(Records contained in a dataset)

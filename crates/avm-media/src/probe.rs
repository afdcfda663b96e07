//! FFprobe media information.

use serde::{Deserialize, Serialize};
use std::path::Path;
use std::process::Stdio;
use tokio::process::Command;

use crate::command::check_ffprobe;
use crate::error::{MediaError, MediaResult};

/// Frame rates closer than this are treated as equal.
const FPS_TOLERANCE: f64 = 0.01;

/// Media file information.
#[derive(Debug, Clone, PartialEq, Serialize, Deserialize)]
pub struct MediaInfo {
    /// Duration in seconds
    pub duration: f64,
    /// Width in pixels (0 for audio-only files)
    pub width: u32,
    /// Height in pixels (0 for audio-only files)
    pub height: u32,
    /// Frame rate (fps)
    pub fps: f64,
    /// Video codec, empty for audio-only files
    pub video_codec: String,
    /// Pixel format of the video stream, e.g. `yuv420p`
    #[serde(default)]
    pub pix_fmt: Option<String>,
    pub has_video: bool,
    pub has_audio: bool,
}

impl MediaInfo {
    /// Whether two files can be joined without re-encoding.
    ///
    /// Codec, frame size, frame rate and pixel format must all agree; a
    /// stream-copied join of mismatched rates drifts from the summed length.
    pub fn stream_compatible(&self, other: &MediaInfo) -> bool {
        self.has_video
            && other.has_video
            && self.video_codec == other.video_codec
            && self.width == other.width
            && self.height == other.height
            && (self.fps - other.fps).abs() < FPS_TOLERANCE
            && self.pix_fmt.is_some()
            && self.pix_fmt == other.pix_fmt
    }
}

/// FFprobe JSON output format.
#[derive(Debug, Deserialize)]
struct FfprobeOutput {
    format: FfprobeFormat,
    #[serde(default)]
    streams: Vec<FfprobeStream>,
}

#[derive(Debug, Deserialize)]
struct FfprobeFormat {
    duration: Option<String>,
}

#[derive(Debug, Deserialize)]
struct FfprobeStream {
    codec_type: String,
    codec_name: Option<String>,
    width: Option<u32>,
    height: Option<u32>,
    r_frame_rate: Option<String>,
    avg_frame_rate: Option<String>,
    pix_fmt: Option<String>,
}

/// Probe a media file.
pub async fn probe_media(path: impl AsRef<Path>) -> MediaResult<MediaInfo> {
    let path = path.as_ref();

    if !path.exists() {
        return Err(MediaError::FileNotFound(path.to_path_buf()));
    }

    check_ffprobe()?;

    let output = Command::new("ffprobe")
        .args([
            "-v",
            "quiet",
            "-print_format",
            "json",
            "-show_format",
            "-show_streams",
        ])
        .arg(path)
        .stdin(Stdio::null())
        .stdout(Stdio::piped())
        .stderr(Stdio::piped())
        .output()
        .await?;

    if !output.status.success() {
        return Err(MediaError::FfprobeFailed {
            message: format!("FFprobe failed for {}", path.display()),
            stderr: Some(String::from_utf8_lossy(&output.stderr).to_string()),
        });
    }

    parse_probe_output(&output.stdout)
}

/// Duration of a media file in seconds, exactly as reported by FFprobe.
pub async fn probe_duration(path: impl AsRef<Path>) -> MediaResult<f64> {
    let info = probe_media(path.as_ref()).await?;
    if info.duration <= 0.0 {
        return Err(MediaError::invalid_media(format!(
            "{} has no measurable duration",
            path.as_ref().display()
        )));
    }
    Ok(info.duration)
}

fn parse_probe_output(stdout: &[u8]) -> MediaResult<MediaInfo> {
    let probe: FfprobeOutput = serde_json::from_slice(stdout)?;

    let video = probe.streams.iter().find(|s| s.codec_type == "video");
    let has_audio = probe.streams.iter().any(|s| s.codec_type == "audio");

    if video.is_none() && !has_audio {
        return Err(MediaError::invalid_media("No audio or video stream found"));
    }

    let duration = probe
        .format
        .duration
        .as_ref()
        .and_then(|d| d.parse::<f64>().ok())
        .unwrap_or(0.0);

    let fps = video
        .and_then(|v| v.avg_frame_rate.as_ref().or(v.r_frame_rate.as_ref()))
        .and_then(|r| parse_frame_rate(r))
        .unwrap_or(0.0);

    Ok(MediaInfo {
        duration,
        width: video.and_then(|v| v.width).unwrap_or(0),
        height: video.and_then(|v| v.height).unwrap_or(0),
        fps,
        video_codec: video
            .and_then(|v| v.codec_name.clone())
            .unwrap_or_default(),
        pix_fmt: video.and_then(|v| v.pix_fmt.clone()),
        has_video: video.is_some(),
        has_audio,
    })
}

/// Parse frame rate string (e.g., "30/1" or "29.97").
fn parse_frame_rate(s: &str) -> Option<f64> {
    if let Some((num, den)) = s.split_once('/') {
        let num: f64 = num.parse().ok()?;
        let den: f64 = den.parse().ok()?;
        if den > 0.0 {
            return Some(num / den);
        }
        return None;
    }
    s.parse().ok()
}
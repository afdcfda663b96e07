//! API error types.

use axum::http::StatusCode;
use axum::response::{IntoResponse, Response};
use axum::Json;
use serde::Serialize;
use thiserror::Error;

use avm_store::StoreError;
use avm_worker::WorkerError;

pub type ApiResult<T> = Result<T, ApiError>;

#[derive(Debug, Error)]
pub enum ApiError {
    #[error("{0}")]
    NotFound(String),

    #[error("{0}")]
    BadRequest(String),

    #[error("{0}")]
    Conflict(String),

    #[error("Rate limited")]
    RateLimited,

    #[error("Validation error: {0}")]
    Validation(String),

    #[error("Internal error: {0}")]
    Internal(String),
}

impl ApiError {
    pub fn not_found(msg: impl Into<String>) -> Self {
        Self::NotFound(msg.into())
    }

    pub fn bad_request(msg: impl Into<String>) -> Self {
        Self::BadRequest(msg.into())
    }

    pub fn internal(msg: impl Into<String>) -> Self {
        Self::Internal(msg.into())
    }

    pub fn video_not_found() -> Self {
        Self::not_found("Video not found")
    }

    fn status_code(&self) -> StatusCode {
        match self {
            ApiError::NotFound(_) => StatusCode::NOT_FOUND,
            ApiError::BadRequest(_) | ApiError::Validation(_) => StatusCode::BAD_REQUEST,
            ApiError::Conflict(_) => StatusCode::CONFLICT,
            ApiError::RateLimited => StatusCode::TOO_MANY_REQUESTS,
            ApiError::Internal(_) => StatusCode::INTERNAL_SERVER_ERROR,
        }
    }
}

impl From<WorkerError> for ApiError {
    fn from(e: WorkerError) -> Self {
        match e {
            WorkerError::Validation(msg) => ApiError::Validation(msg),
            WorkerError::NotFound(_) => ApiError::video_not_found(),
            WorkerError::NotReady(_) => ApiError::bad_request("Video not ready"),
            WorkerError::Store(StoreError::NotFound(_)) => ApiError::video_not_found(),
            WorkerError::Store(e) if e.is_state_error() => ApiError::Conflict(e.to_string()),
            other => ApiError::internal(other.to_string()),
        }
    }
}

#[derive(Serialize)]
struct ErrorResponse {
    detail: String,
    #[serde(skip_serializing_if = "Option::is_none")]
    code: Option<String>,
}

/// Set on responses built from [`ApiError::Internal`] so the production
/// router can strip their detail.
#[derive(Debug, Clone, Copy)]
pub(crate) struct InternalErrorDetail;

impl IntoResponse for ApiError {
    fn into_response(self) -> Response {
        let status = self.status_code();

        let code = match &self {
            ApiError::Validation(_) => Some("validation_error".to_string()),
            ApiError::RateLimited => Some("rate_limited".to_string()),
            _ => None,
        };

        let internal = matches!(self, ApiError::Internal(_));
        let mut response = (
            status,
            Json(ErrorResponse {
                detail: self.to_string(),
                code,
            }),
        )
            .into_response();
        if internal {
            response.extensions_mut().insert(InternalErrorDetail);
        }
        response
    }
}
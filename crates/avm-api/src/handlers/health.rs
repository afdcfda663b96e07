//! Health check handler.

use axum::Json;
use chrono::Utc;
use serde::Serialize;

#[derive(Serialize)]
pub struct HealthResponse {
    pub status: String,
    pub version: String,
    pub timestamp: String,
}

/// Liveness probe.
pub async fn health() -> Json<HealthResponse> {
    Json(HealthResponse {
        status: "healthy".to_string(),
        version: env!("CARGO_PKG_VERSION").to_string(),
        timestamp: Utc::now().to_rfc3339(),
    })
}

About this task: Return nothing but the lines from the top of the records above through the line that has "Media file information.". Keep each one exact.

Task response:
filename crates/avm-media/src/probe.rs
repository afdcfda663b96e07
//! FFprobe media information.

use serde::{Deserialize, Serialize};
use std::path::Path;
use std::process::Stdio;
use tokio::process::Command;

use crate::command::check_ffprobe;
use crate::error::{MediaError, MediaResult};

/// Frame rates closer than this are treated as equal.
const FPS_TOLERANCE: f64 = 0.01;

/// Media file information.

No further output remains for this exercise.